Motivated by the above discussion, in this study, both fractional modeling has been taken into account and real experimental data from patients have been used. In order to fit the parameters and to minimize the mean absolute relative error between the plotted curve for the tumor cells class and the real data provided by lung cancer patients, we have utilized least-squares curve fitting technique (LSCFT). By doing so, we aim to predict the changing of tumor cells and immune system cells over time by using more accurately generated parameters. Meanwhile, dimensional compatibility has been considered in order to better reveal the effect of fractional-order in the proposed fractional-order lung-cancer system. In addition to this, we have aimed to point out the advantages of the fractional-order modeling, taking into consideration the memory trace and hereditary traits which are capable of integrating all past activities and takes into account the long-term history of the system. In this context, it can be seen that the memory trace dynamics are highly dependent on time. When the fractional-order \( \alpha \) is decreased from unit, the memory trace nonlinearly increases from 0. Hence, the fractional-order system dynamics are quite different from the integer-order dynamics. Best of our knowledge, it is thought that there is not a comprehensive study such this paper in the literature that makes the fractional-order model dimensionally consistent, performs the parameter estimation with lung cancer patient data, and considers memory effect/hereditary properties.

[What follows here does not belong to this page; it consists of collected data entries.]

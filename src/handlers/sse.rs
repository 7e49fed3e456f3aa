use axum::{
    extract::State,
    response::sse::{Event, KeepAlive, Sse},
};
use futures::{Stream, StreamExt};
use serde::Serialize;
use std::sync::Arc;

use crate::{
    routes::MESSAGE_PATH,
    session::{session_stream, StreamEvent},
    AppState,
};

/// Payload of the bootstrap frame.
#[derive(Debug, Serialize)]
struct EndpointPayload {
    event: &'static str,
    data: String,
}

fn to_sse_event(event: StreamEvent) -> Result<Event, axum::Error> {
    match event {
        StreamEvent::Endpoint(address) => Event::default().json_data(EndpointPayload {
            event: "endpoint",
            data: address,
        }),
        StreamEvent::Response(text) => Ok(Event::default().data(text)),
    }
}

/// Open an event stream for a new session.
pub async fn sse_handler(
    State(state): State<AppState>,
) -> Sse<impl Stream<Item = Result<Event, axum::Error>>> {
    let (_session_id, events) = session_stream(Arc::clone(&state.sessions), MESSAGE_PATH);

    let sse = Sse::new(events.map(to_sse_event));
    match state.env.keep_alive {
        Some(interval) => sse.keep_alive(KeepAlive::new().interval(interval)),
        None => sse,
    }
}
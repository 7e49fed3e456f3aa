// This file declares all model modules and re-exports their contents
// This allows other parts of the code to use `use crate::models::ClientRequest`
// instead of `use crate::models::request::ClientRequest`

pub mod request;

pub use request::*;
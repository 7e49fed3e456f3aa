use std::env;
use std::path::PathBuf;
use std::time::Duration;
use tracing::info;

use crate::{
    error::{AppError, Result},
    logging::LogFormat,
};

#[derive(Debug, Clone)]
pub struct Config {
    pub host: String,
    pub port: u16,
    pub client_origin: Option<String>,
    /// `None` disables keep-alive comments on event streams.
    pub keep_alive: Option<Duration>,
    pub index_path: PathBuf,
    pub log_level: String,
    pub log_format: LogFormat,
}

impl Default for Config {
    fn default() -> Self {
        Self {
            host: "127.0.0.1".to_string(),
            port: 8001,
            client_origin: None,
            keep_alive: Some(Duration::from_secs(15)),
            index_path: PathBuf::from("static/index.html"),
            log_level: "info".to_string(),
            log_format: LogFormat::Compact,
        }
    }
}

impl Config {
    /// Read the environment over the defaults.
    pub fn from_env() -> Result<Self> {
        let defaults = Config::default();

        let host = env::var("HOST").unwrap_or(defaults.host);

        let port = match env::var("PORT") {
            Ok(raw) => raw
                .parse::<u16>()
                .map_err(|_| AppError::ConfigError(format!("PORT must be a number (got {})", raw)))?,
            Err(_) => defaults.port,
        };

        let client_origin = env::var("CLIENT_ORIGIN")
            .ok()
            .filter(|origin| !origin.trim().is_empty());

        let keep_alive = match env::var("SSE_KEEP_ALIVE_SECS") {
            Ok(raw) => {
                let secs = raw.parse::<u64>().map_err(|_| {
                    AppError::ConfigError(format!(
                        "SSE_KEEP_ALIVE_SECS must be a number (got {})",
                        raw
                    ))
                })?;
                (secs > 0).then(|| Duration::from_secs(secs))
            }
            Err(_) => defaults.keep_alive,
        };

        let index_path = env::var("INDEX_PATH")
            .map(PathBuf::from)
            .unwrap_or(defaults.index_path);

        let log_level = env::var("LOG_LEVEL").unwrap_or(defaults.log_level);

        let log_format = match env::var("LOG_FORMAT") {
            Ok(raw) => raw.parse::<LogFormat>()?,
            Err(_) => defaults.log_format,
        };

        Ok(Config {
            host,
            port,
            client_origin,
            keep_alive,
            index_path,
            log_level,
            log_format,
        })
    }

    pub fn bind_address(&self) -> String {
        format!("{}:{}", self.host, self.port)
    }

    pub fn log_summary(&self) {
        info!("📋 Configuration loaded:");
        info!("  - Bind address: {}", self.bind_address());
        info!(
            "  - CORS origin: {}",
            self.client_origin.as_deref().unwrap_or("any")
        );
        match self.keep_alive {
            Some(interval) => info!("  - SSE keep-alive: {}s", interval.as_secs()),
            None => info!("  - SSE keep-alive: disabled"),
        }
        info!("  - Index page: {}", self.index_path.display());
    }
}

#[cfg(test)]
mod tests {
    use super::*;

    #[test]
    fn test_defaults() {
        let config = Config::default();
        assert_eq!(config.bind_address(), "127.0.0.1:8001");
        assert_eq!(config.keep_alive, Some(Duration::from_secs(15)));
        assert!(config.client_origin.is_none());
        assert_eq!(config.log_format, LogFormat::Compact);
    }
}
use axum::{extract::State, response::Html, response::Json};
use serde_json::{json, Value};
use std::io::ErrorKind;

use crate::{
    error::{AppError, Result},
    AppState,
};

/// Serve the configured static page.
pub async fn index_handler(State(state): State<AppState>) -> Result<Html<String>> {
    match tokio::fs::read_to_string(&state.env.index_path).await {
        Ok(content) => Ok(Html(content)),
        Err(err) if err.kind() == ErrorKind::NotFound => {
            Err(AppError::NotFound("index page not found".to_string()))
        }
        Err(err) => Err(err.into()),
    }
}

pub async fn health_handler(State(state): State<AppState>) -> Json<Value> {
    Json(json!({
        "status": "ok",
        "active_sessions": state.sessions.len(),
        "timestamp": chrono::Utc::now().to_rfc3339()
    }))
}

The remaining part of this paper is prepared as follows. In Sect. 2, some definitions of a fractional-order derivative (FOD) and some important theorems for FODs are given. In Sect. 3, the existence and uniqueness conditions of the solutions are given. In Sect. 4, stability theorems for the equilibrium points are examined. In Sect. 5, the parameter estimation method to predict the parameters used in the proposed model has achieved. In Sect. 6, the numerical scheme has been given. In Sect. 7, the effects of the memory trace on the behavior of the system (5) are examined. In Sect. 8, to investigate the effects of different parameter values and different values of \(\alpha \) on the dynamic behavior of the proposed model, the numerical solutions have been carried out. In Sect. 9, measurement of memory trace for the proposed fractional-order model is investigated. Finally, the general summary is given in Sect. 10.